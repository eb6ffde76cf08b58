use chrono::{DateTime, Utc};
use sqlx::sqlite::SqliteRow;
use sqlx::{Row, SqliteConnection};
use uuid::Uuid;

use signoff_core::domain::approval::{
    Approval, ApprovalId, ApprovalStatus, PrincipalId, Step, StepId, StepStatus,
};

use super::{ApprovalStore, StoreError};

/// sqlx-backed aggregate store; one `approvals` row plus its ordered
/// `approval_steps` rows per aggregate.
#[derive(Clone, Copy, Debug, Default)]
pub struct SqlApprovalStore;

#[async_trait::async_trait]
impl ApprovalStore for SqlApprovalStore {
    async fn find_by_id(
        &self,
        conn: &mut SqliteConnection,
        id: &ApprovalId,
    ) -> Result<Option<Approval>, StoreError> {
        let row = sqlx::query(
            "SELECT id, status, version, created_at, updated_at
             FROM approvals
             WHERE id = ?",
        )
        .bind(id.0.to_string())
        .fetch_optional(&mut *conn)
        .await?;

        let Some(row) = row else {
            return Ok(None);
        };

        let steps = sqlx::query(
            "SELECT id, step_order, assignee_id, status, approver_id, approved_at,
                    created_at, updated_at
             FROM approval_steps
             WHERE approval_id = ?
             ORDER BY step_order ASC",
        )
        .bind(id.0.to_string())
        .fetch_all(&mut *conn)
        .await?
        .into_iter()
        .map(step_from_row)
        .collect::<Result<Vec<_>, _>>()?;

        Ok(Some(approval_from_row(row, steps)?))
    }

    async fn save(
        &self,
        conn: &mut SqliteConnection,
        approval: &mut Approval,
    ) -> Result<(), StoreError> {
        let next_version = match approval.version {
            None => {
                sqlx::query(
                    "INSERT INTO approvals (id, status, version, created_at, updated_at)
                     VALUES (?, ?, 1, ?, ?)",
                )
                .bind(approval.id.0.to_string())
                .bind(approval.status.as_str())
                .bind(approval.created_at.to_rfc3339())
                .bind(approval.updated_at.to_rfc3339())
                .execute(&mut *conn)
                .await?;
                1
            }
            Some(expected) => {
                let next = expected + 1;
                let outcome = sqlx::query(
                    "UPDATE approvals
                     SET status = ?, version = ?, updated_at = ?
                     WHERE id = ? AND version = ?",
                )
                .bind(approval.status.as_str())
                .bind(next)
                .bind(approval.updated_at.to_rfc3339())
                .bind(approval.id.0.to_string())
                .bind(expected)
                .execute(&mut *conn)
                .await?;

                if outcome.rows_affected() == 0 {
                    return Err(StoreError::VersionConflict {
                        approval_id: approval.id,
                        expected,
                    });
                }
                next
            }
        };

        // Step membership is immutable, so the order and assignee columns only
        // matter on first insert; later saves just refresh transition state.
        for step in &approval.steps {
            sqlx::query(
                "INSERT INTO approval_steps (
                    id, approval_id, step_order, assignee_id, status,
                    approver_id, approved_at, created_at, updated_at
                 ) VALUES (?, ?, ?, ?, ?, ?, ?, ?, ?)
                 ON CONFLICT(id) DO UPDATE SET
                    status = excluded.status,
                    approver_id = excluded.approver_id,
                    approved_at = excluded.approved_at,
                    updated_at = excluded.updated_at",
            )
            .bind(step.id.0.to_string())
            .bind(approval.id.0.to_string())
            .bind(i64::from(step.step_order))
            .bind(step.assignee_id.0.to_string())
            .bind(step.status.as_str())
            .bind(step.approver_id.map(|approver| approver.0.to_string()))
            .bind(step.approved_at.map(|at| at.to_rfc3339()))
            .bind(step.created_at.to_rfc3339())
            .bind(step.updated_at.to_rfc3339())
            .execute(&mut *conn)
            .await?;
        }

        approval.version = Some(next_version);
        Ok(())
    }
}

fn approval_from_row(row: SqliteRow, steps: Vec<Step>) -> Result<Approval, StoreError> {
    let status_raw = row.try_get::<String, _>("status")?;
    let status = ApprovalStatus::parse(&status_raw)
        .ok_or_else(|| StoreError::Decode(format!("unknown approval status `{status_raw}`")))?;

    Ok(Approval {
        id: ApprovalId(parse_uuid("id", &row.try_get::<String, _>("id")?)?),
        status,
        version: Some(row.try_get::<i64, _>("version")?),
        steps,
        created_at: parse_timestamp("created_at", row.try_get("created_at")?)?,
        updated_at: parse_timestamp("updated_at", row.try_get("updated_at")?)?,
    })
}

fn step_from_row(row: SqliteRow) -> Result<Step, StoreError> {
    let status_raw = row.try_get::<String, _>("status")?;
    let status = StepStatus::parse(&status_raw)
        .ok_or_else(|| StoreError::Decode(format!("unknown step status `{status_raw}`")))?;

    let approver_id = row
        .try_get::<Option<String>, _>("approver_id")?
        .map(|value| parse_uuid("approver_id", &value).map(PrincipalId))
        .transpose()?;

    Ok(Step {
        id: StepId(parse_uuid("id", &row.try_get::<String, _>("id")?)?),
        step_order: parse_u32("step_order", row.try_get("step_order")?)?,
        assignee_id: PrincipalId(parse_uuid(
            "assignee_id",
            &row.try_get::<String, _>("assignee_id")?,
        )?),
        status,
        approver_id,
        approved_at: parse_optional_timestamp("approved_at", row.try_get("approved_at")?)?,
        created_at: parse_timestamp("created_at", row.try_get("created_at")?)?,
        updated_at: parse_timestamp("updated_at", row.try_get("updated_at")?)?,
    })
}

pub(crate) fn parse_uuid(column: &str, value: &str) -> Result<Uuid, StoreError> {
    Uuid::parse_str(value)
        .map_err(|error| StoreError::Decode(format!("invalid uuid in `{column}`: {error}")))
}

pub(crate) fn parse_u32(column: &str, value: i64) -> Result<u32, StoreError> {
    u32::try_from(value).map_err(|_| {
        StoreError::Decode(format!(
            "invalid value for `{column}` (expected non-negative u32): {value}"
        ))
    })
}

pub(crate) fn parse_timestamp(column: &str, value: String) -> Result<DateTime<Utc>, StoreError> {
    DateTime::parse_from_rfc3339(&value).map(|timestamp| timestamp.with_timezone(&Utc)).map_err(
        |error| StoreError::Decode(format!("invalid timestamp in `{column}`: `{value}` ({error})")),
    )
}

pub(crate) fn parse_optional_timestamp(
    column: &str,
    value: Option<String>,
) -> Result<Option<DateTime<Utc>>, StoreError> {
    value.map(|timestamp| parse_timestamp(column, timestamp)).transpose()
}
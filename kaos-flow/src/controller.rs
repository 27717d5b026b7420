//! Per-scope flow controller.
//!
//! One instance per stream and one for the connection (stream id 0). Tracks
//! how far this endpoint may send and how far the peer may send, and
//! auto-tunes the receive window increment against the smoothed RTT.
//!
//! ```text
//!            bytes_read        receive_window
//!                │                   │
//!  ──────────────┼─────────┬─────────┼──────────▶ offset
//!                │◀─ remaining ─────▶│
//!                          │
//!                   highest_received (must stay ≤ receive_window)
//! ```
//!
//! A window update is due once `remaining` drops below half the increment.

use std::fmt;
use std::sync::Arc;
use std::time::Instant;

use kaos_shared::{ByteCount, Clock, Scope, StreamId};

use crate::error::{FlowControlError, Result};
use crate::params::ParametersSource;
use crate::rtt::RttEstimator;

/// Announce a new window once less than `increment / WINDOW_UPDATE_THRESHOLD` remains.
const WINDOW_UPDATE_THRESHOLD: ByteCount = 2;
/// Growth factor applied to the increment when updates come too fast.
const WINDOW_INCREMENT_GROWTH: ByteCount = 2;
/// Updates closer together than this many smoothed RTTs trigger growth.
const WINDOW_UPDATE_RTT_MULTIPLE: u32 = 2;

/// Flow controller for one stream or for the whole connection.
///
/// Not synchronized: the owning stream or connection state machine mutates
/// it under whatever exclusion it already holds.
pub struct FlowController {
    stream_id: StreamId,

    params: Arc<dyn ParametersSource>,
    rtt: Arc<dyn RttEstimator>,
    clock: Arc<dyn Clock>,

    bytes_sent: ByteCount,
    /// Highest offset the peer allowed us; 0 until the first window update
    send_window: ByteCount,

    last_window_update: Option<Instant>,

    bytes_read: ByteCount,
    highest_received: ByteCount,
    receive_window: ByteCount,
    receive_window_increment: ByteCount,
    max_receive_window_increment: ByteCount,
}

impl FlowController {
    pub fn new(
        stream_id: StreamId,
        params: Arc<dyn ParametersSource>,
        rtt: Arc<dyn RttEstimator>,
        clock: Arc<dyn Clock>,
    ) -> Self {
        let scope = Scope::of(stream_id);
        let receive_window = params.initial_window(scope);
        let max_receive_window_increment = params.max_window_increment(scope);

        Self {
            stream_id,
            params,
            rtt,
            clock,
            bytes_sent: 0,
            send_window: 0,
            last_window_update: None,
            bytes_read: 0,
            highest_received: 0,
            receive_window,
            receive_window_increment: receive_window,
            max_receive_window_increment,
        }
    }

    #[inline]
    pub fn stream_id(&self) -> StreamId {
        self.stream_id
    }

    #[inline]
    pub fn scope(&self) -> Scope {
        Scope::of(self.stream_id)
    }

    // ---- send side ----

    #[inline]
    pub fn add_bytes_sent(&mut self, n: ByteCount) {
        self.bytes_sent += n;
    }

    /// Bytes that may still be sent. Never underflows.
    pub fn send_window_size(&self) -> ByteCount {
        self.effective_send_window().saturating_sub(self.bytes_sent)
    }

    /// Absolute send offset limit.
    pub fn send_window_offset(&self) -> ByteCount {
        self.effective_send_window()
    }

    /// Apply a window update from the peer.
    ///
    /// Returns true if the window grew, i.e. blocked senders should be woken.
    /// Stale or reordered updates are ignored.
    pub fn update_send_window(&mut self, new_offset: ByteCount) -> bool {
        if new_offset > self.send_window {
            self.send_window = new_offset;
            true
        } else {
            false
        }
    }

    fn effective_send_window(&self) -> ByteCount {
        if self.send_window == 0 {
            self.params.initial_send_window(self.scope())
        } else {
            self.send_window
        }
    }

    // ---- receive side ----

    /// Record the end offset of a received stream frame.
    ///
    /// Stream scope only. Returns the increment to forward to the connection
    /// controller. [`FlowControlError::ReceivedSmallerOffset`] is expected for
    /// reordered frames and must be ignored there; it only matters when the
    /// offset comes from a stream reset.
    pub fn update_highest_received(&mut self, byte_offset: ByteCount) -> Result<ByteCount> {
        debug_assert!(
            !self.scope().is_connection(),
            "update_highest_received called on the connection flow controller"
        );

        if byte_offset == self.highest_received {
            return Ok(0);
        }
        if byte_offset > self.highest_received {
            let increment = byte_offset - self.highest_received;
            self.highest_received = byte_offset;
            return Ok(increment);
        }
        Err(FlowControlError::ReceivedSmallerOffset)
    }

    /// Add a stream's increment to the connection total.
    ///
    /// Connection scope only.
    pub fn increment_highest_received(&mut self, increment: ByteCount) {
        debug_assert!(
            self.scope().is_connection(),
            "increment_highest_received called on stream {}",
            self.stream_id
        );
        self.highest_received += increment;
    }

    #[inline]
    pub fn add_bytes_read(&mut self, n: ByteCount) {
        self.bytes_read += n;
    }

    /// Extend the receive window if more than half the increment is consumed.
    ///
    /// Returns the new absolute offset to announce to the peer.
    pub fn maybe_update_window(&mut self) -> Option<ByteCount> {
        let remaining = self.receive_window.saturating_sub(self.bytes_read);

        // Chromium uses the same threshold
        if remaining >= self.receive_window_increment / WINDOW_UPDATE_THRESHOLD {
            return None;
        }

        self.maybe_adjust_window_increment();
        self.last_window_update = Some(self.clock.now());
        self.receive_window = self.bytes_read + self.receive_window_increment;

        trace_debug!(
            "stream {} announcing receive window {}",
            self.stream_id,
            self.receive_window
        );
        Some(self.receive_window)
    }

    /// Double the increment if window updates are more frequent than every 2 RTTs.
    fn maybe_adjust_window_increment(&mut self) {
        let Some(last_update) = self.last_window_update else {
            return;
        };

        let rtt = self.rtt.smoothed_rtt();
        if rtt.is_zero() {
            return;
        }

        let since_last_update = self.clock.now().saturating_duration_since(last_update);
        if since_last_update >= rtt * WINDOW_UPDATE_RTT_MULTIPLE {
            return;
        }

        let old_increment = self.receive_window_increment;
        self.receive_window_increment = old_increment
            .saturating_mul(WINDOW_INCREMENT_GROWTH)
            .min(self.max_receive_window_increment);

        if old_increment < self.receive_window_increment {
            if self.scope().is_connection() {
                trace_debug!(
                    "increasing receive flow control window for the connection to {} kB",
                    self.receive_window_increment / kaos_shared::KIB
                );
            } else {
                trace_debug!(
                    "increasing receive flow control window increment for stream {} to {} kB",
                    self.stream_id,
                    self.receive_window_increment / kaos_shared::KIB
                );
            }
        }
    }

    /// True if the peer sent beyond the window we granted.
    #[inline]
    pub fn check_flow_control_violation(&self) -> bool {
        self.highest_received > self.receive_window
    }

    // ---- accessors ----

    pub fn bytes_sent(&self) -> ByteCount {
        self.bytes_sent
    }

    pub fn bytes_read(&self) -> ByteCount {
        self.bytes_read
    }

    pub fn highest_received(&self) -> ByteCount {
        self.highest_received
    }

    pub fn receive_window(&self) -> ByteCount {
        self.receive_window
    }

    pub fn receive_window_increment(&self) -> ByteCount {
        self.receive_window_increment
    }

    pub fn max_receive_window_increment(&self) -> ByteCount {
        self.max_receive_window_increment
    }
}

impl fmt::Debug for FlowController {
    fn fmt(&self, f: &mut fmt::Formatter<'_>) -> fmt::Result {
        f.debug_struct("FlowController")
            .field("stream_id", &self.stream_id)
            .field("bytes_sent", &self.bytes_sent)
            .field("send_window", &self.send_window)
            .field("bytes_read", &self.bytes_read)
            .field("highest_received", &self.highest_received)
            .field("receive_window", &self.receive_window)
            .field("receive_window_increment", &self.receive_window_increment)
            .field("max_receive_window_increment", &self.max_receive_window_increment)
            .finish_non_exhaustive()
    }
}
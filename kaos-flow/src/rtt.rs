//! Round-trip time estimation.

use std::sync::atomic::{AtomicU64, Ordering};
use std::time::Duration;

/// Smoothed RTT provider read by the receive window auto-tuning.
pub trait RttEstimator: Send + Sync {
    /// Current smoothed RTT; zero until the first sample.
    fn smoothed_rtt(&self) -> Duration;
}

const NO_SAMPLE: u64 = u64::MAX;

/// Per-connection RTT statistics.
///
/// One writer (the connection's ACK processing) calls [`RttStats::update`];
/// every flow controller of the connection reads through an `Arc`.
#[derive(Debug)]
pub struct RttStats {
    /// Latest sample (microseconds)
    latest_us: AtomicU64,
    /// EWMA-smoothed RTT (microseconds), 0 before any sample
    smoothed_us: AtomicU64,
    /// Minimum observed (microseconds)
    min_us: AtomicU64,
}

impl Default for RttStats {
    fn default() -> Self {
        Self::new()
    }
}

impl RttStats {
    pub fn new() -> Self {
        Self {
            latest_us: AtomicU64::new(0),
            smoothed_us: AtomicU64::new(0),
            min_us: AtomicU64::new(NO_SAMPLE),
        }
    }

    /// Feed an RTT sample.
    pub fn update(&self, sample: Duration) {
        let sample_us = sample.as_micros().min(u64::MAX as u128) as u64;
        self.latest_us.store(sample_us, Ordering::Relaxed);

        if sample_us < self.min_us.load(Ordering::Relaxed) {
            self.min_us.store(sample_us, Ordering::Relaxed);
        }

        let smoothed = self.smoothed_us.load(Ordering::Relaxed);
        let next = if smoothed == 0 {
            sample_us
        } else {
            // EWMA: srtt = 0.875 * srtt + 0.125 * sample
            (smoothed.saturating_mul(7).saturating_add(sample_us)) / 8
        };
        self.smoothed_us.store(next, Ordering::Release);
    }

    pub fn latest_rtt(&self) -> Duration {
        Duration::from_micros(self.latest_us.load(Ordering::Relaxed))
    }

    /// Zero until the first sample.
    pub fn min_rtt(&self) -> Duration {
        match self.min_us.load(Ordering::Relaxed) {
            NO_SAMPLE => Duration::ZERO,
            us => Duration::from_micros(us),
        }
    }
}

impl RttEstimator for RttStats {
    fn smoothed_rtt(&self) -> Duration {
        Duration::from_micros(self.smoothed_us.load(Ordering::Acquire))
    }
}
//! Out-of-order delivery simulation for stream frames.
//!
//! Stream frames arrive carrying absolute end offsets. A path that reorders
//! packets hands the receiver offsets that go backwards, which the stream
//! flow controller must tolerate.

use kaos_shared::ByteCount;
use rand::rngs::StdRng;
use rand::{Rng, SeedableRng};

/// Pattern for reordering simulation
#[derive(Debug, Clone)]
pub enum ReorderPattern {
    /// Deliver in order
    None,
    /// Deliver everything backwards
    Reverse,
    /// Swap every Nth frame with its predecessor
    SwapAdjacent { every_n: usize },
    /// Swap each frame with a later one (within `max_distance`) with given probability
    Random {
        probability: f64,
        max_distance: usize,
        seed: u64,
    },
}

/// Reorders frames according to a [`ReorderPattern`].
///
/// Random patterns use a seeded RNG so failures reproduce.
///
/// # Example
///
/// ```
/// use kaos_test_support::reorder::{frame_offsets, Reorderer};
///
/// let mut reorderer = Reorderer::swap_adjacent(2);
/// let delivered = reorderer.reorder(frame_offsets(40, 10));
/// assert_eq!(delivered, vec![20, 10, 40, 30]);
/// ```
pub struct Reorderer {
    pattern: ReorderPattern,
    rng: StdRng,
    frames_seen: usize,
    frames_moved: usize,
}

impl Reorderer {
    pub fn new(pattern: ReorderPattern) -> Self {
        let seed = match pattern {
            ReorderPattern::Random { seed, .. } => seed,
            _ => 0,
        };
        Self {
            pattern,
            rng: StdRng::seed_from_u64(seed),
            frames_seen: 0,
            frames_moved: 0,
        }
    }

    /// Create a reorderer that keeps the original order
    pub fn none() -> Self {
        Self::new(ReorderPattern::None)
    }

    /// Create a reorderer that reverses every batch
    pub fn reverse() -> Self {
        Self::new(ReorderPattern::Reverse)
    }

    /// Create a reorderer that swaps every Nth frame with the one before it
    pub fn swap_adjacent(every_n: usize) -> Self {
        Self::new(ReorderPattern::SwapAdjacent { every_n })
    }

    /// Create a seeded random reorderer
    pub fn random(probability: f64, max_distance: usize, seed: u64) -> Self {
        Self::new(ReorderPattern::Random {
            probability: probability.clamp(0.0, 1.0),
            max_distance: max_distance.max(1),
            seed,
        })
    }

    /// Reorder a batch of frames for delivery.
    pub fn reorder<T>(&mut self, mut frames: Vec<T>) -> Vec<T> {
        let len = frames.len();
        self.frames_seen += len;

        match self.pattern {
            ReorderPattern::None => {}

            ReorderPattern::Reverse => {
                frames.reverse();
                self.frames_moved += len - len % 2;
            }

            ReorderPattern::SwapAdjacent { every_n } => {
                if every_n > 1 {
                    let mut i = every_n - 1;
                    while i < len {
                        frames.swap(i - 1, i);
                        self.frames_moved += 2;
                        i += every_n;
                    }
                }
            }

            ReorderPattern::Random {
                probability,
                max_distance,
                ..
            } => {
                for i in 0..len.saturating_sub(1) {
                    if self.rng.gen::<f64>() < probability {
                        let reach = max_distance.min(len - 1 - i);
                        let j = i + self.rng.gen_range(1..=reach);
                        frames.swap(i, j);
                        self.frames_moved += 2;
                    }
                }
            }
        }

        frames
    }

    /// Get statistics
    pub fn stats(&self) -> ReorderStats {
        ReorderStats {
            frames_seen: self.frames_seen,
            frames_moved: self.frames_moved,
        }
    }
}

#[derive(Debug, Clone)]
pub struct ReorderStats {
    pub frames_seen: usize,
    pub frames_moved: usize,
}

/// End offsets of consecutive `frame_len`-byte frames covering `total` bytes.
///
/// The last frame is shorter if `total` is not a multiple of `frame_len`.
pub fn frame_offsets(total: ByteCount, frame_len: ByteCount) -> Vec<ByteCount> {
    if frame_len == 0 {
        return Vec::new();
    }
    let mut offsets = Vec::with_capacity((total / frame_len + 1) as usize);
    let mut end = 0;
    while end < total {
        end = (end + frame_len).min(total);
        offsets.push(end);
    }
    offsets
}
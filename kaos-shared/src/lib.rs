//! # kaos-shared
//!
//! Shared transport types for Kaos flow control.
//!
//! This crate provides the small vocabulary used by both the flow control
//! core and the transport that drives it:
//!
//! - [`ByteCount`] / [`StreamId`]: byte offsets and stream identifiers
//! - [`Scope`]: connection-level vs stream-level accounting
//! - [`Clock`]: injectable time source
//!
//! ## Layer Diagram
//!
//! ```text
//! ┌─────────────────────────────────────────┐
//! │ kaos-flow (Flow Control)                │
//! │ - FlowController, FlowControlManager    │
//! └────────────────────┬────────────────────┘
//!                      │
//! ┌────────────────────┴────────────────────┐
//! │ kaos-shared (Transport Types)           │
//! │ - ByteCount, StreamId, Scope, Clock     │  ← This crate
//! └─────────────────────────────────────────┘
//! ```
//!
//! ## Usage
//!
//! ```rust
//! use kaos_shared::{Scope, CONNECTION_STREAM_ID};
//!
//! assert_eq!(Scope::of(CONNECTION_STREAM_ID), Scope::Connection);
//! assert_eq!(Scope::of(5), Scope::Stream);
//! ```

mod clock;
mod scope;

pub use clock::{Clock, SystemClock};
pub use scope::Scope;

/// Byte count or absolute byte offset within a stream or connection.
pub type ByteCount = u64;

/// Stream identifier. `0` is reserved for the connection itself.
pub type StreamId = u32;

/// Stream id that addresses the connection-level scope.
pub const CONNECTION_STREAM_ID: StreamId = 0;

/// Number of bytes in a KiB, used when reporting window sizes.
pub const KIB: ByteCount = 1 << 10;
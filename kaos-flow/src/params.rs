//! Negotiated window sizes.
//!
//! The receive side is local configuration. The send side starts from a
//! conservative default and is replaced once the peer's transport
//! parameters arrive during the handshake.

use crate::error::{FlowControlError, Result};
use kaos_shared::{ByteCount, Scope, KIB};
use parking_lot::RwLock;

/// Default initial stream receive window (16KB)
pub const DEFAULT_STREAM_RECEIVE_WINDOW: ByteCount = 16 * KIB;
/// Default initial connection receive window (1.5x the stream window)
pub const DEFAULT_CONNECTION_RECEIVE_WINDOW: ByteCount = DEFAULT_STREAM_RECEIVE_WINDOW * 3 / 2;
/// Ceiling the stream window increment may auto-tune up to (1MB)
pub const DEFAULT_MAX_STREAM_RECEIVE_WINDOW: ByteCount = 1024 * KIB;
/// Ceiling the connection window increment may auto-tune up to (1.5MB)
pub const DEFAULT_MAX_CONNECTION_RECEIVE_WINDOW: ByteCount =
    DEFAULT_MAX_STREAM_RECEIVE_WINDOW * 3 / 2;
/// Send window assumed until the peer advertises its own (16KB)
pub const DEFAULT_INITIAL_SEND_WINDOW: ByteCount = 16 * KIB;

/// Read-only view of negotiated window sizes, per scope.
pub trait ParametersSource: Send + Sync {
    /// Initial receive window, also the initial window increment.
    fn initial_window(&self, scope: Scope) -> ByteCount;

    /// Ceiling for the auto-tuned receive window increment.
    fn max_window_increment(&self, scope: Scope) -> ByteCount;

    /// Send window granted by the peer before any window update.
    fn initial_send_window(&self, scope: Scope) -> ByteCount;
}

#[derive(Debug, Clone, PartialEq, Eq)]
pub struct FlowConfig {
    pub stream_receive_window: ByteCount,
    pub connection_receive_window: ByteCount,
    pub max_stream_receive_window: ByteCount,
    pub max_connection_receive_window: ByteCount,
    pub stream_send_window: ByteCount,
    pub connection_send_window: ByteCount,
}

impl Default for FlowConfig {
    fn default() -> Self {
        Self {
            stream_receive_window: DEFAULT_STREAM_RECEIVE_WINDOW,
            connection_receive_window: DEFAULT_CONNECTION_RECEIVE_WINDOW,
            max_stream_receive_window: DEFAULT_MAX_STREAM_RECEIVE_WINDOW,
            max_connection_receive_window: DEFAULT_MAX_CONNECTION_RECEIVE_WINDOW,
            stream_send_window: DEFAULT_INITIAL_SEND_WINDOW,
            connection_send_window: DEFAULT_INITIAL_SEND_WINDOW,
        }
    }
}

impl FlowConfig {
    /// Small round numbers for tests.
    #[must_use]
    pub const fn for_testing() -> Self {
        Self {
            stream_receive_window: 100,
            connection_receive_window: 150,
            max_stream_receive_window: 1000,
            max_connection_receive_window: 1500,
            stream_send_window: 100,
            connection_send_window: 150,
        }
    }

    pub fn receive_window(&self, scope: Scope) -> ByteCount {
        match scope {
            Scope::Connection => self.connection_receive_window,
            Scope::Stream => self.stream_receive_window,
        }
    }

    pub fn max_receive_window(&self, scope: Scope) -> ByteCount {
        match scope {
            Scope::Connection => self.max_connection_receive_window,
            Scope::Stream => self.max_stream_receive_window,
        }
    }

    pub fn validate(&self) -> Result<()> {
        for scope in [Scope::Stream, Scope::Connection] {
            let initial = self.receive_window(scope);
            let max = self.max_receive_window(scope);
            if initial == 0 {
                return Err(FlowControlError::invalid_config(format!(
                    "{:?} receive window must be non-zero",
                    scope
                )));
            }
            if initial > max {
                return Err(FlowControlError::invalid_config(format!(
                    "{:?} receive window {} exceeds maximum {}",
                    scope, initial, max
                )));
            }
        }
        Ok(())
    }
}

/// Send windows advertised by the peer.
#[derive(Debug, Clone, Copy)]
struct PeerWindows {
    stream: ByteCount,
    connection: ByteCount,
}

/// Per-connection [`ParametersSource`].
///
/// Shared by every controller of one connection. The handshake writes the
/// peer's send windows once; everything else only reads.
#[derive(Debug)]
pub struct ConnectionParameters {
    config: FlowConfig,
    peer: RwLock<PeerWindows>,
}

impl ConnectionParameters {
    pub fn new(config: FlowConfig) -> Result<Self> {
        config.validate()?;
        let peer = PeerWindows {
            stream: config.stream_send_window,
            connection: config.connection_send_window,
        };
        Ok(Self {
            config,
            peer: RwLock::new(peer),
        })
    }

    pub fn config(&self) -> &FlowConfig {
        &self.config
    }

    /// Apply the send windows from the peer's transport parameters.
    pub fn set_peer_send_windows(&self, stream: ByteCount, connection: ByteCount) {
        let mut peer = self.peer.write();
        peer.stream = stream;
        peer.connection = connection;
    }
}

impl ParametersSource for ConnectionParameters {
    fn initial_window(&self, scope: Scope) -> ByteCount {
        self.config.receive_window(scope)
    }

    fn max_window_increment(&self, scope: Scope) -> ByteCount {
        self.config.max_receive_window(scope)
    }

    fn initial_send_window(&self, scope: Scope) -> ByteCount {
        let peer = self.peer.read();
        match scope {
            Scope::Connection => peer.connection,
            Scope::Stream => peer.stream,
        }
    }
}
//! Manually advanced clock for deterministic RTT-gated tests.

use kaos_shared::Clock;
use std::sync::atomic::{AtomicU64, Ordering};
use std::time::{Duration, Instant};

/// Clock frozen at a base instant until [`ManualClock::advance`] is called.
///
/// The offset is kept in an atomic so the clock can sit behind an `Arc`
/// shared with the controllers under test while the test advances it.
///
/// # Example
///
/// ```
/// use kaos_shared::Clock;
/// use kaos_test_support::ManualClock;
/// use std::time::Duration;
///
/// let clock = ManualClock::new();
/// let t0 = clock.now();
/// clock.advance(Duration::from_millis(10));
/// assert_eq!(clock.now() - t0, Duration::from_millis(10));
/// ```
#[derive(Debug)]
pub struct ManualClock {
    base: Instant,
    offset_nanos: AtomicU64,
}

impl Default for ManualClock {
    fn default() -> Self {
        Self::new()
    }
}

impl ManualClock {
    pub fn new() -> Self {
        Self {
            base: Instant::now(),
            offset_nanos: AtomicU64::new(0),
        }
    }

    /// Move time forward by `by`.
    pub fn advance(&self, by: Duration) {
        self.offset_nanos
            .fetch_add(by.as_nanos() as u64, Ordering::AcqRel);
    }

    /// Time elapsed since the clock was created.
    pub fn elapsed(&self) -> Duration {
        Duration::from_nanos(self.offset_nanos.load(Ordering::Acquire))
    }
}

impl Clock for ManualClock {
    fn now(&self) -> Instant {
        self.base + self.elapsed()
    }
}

■ ■ ■ ■ ■ ■ ■

WORK REQUIRED:
I would like you to restate word for word the lines from the one with "Duration::from_nanos(self.offset_nanos.load(Ordering::Acquire))" through the last line of the material above, and only those.

RESPONSE TO THE EXERCISE:
        Duration::from_nanos(self.offset_nanos.load(Ordering::Acquire))
    }
}

impl Clock for ManualClock {
    fn now(&self) -> Instant {
        self.base + self.elapsed()
    }
}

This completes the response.